Role of the central amygdala in social communication in Syrian hamsters (Mesocricetus auratus)

Abstract

In Syrian hamsters, vasopressin (AVP) controls a form of scent marking called flank marking. Microinjection and lesion studies have identified several components of the neural circuit controlling this behavior. Microinjection of AVP into the medial preoptic-anterior hypothalamus (MPOA-AH), lateral septal nucleus (LS), bed nucleus of stria terminalis (BNST), and periaqueductal gray (PAG) stimulates an intense bout of flank marking. Lesions of areas such as the MPOA-AH and the LS inhibit flank marking.

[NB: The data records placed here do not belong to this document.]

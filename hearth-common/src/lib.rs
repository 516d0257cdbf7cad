//! Hearth Common - Shared configuration and management protocol types

pub mod config;
pub mod messages;

pub use config::*;
pub use messages::*;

Other studies employing Fos immunocytochemistry suggest that the central amygdala (Ce) might be a component of this neural circuit. The purpose of the present study was to assess the significance of the Ce in regulation of AVP-induced flank marking. In Expt. 1A, the Ce of hamsters were either lesioned with ibotenic acid or sham-lesioned. In Expt. 1B, the Ce of hamsters were either lesioned electrolytically or sham-lesioned. All lesions were made bilaterally. One week later, hamsters were microinjected with AVP into the MPOA-AH and immediately tested for flank marking. In Expt. 2, the hamsters were microinjected with AVP into the Ce and were immediately tested for flank marking. Ibotenic lesions of the Ce reduced flank marking and electrolytic lesions completely inhibited flank marking in response to AVP microinjected into the MPOA-AH. Sham-lesions or lesions placed in other areas of the amygdala resulted in intense bouts of AVP-induced flank marking and flank grooming. No flank marking or flank grooming was observed in response to AVP microinjected into the Ce. These data indicate that the Ce plays a critical role in AVP-induced flank marking, although flank marking is not induced by AVP within the Ce itself.